The Woman He Attacked Could Have Been Me
I have been thinking a lot lately about why Rush Limbaugh’s comments bother me more than many other sexist statements in the media. I don’t like it when female public figures are belittled through references to their appearance, or through calling them names. And I think both liberal and conservative commentators should be called out on this type of behavior.
But while calling women names is distasteful, it has never offended me on a personal level in the way that Limbaugh’s remarks did.
I think ultimately, his remarks got to me because he could have been talking about me. He wasn’t just talking about one woman—he wasn’t just using name-calling to criticize an individual for her political beliefs or strategy. No, he was insulting a group of women for being women—he was criticizing a woman for nothing more than standing for other women, for representing issues of our sex, for representing me.

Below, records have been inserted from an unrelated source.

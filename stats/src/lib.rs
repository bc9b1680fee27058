pub mod dataset;
pub mod eigen;
pub mod linalg;
pub mod pca;
pub mod util;
pub mod vtk;
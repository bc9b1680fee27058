use std::{
    error::Error, fmt::Display, io::BufRead, path::Path
};

use anyhow::Result;
use clap::ValueEnum;
use pca_stats::util::open_reader;

pub fn get_buff_reader(filename: &Path) -> Result<Box<dyn BufRead>> {
    let reader = open_reader(filename)?;
    Ok(Box::new(reader))
}

#[derive(Debug, ValueEnum, Clone, Copy, PartialEq)]
pub enum DataType {
    /// JSON array of iris records
    Json,
    /// Comma separated values
    Csv,
}

impl DataType {
    pub fn from_filename(filename: &Path) -> Result<Self, DataTypeError> {
        let dt = filename.extension()
            .and_then(|e| e.to_str())
            .and_then(|e| DataType::from_str(e, true).ok());

        match dt {
            Some(dt) => Ok(dt),
            None => Err(DataTypeError::CouldNotGetFromFileExt(
                filename.to_string_lossy().to_string())),
        }
    }
}

#[derive(Debug)]
pub enum DataTypeError {
    CouldNotGetFromFileExt(String),
}

impl Display for DataTypeError {
    fn fmt(&self, f: &mut std::fmt::Formatter<'_>) -> std::fmt::Result {
        match self {
            DataTypeError::CouldNotGetFromFileExt(file) => {
                write!(f, "File extension couldn't be identified on {}, --datatype must be provided", file)
            }
        }
    }
}

impl Error for DataTypeError {}

#[cfg(test)]
mod tests {
    use std::path::PathBuf;

    use super::*;

    #[test]
    fn test_data_type_from_filename() {
        assert_eq!(DataType::from_filename(&PathBuf::from("iris.json")).unwrap(), DataType::Json);
        assert_eq!(DataType::from_filename(&PathBuf::from("data/iris.CSV")).unwrap(), DataType::Csv);
    }

    #[test]
    fn test_data_type_unknown_extension() {
        assert!(DataType::from_filename(&PathBuf::from("iris.txt")).is_err());
        assert!(DataType::from_filename(&PathBuf::from("iris")).is_err());
    }

    #[test]
    fn test_get_buff_reader_missing_file() {
        let dir = tempfile::tempdir().unwrap();

        let result = get_buff_reader(&dir.path().join("missing.json"));

        let err = result.err().unwrap();
        assert!(err.downcast_ref::<pca_stats::util::ResourceError>().is_some());
    }
}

When someone uses sexist language to talk about Palin, or Bachmann, or Clinton, they aren’t talking about me. Sure, the way they talk and the language they use may contribute to a culture that would allow them to talk that way about me, but it isn’t really about me.

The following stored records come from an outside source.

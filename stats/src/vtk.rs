use std::{io::Write, path::Path};

use anyhow::{Context, Result};
use log::info;

use crate::{
    linalg::{Matrix, MatrixError},
    util::create_writer,
};

const POINT_DIM: usize = 3;

/// Write `points` (2 or 3 columns) with one integer label per row as legacy
/// ASCII VTK polydata. Missing coordinates are written as `0.0`.
pub fn write_vtk<W: Write>(writer: &mut W, points: &Matrix, labels: &[i32]) -> Result<()> {
    check_points(points, labels).context("Writing VTK")?;

    let num_points = points.height();
    writeln!(writer, "# vtk DataFile Version 3.0")?;
    writeln!(writer, "PCA output")?;
    writeln!(writer, "ASCII")?;
    writeln!(writer, "DATASET POLYDATA")?;
    writeln!(writer, "POINTS {} float", num_points)?;

    for i in 0..num_points {
        for value in points.get_row(i)? {
            write!(writer, "{} ", value)?;
        }
        for _ in points.width()..POINT_DIM {
            write!(writer, "0.0 ")?;
        }
        writeln!(writer)?;
    }

    writeln!(writer)?;
    writeln!(writer, "POINT_DATA {}", num_points)?;
    writeln!(writer, "SCALARS label int")?;
    writeln!(writer, "LOOKUP_TABLE default")?;
    for label in labels {
        writeln!(writer, "{}", label)?;
    }
    Ok(())
}

fn check_points(points: &Matrix, labels: &[i32]) -> Result<(), MatrixError> {
    if points.width() < 2 || points.width() > POINT_DIM {
        return Err(MatrixError::InvalidComponentCount {
            requested: points.width(),
            available: POINT_DIM,
        });
    }
    if labels.len() != points.height() {
        return Err(MatrixError::DimensionMismatch {
            op: "write_vtk",
            left: points.shape(),
            right: (labels.len(), 1),
        });
    }
    Ok(())
}

/// Create (or truncate) `path` and write the point cloud into it. Nothing is
/// created when the points are rejected.
pub fn export_vtk(path: &Path, points: &Matrix, labels: &[i32]) -> Result<()> {
    check_points(points, labels).context("Writing VTK")?;
    let mut writer = create_writer(path)?;
    write_vtk(&mut writer, points, labels)?;
    writer.flush().context("Writing VTK")?;
    info!("VTK file written to {}", path.to_string_lossy());
    Ok(())
}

But Limbaugh’s statements got to me personally because they were about me. They weren’t about criticizing a public figure. The woman he attacked could have been me. No I didn’t go to Georgetown Law School, but I nearly did. And no, I probably wouldn’t have thought to testify in front of Congress, but I’m glad that somebody did. And I am on the pill. And like the friend Sandra Fluke spoke about, I was originally put on the pill for medical reasons having nothing to do with sex. I saw my prescription go from $72/month to $5/month with changes in my health insurance and the availability of a generic version.
When I heard Rush Limbaugh call Sandra Fluke a slut for her remarks, I heard him call me a slut too.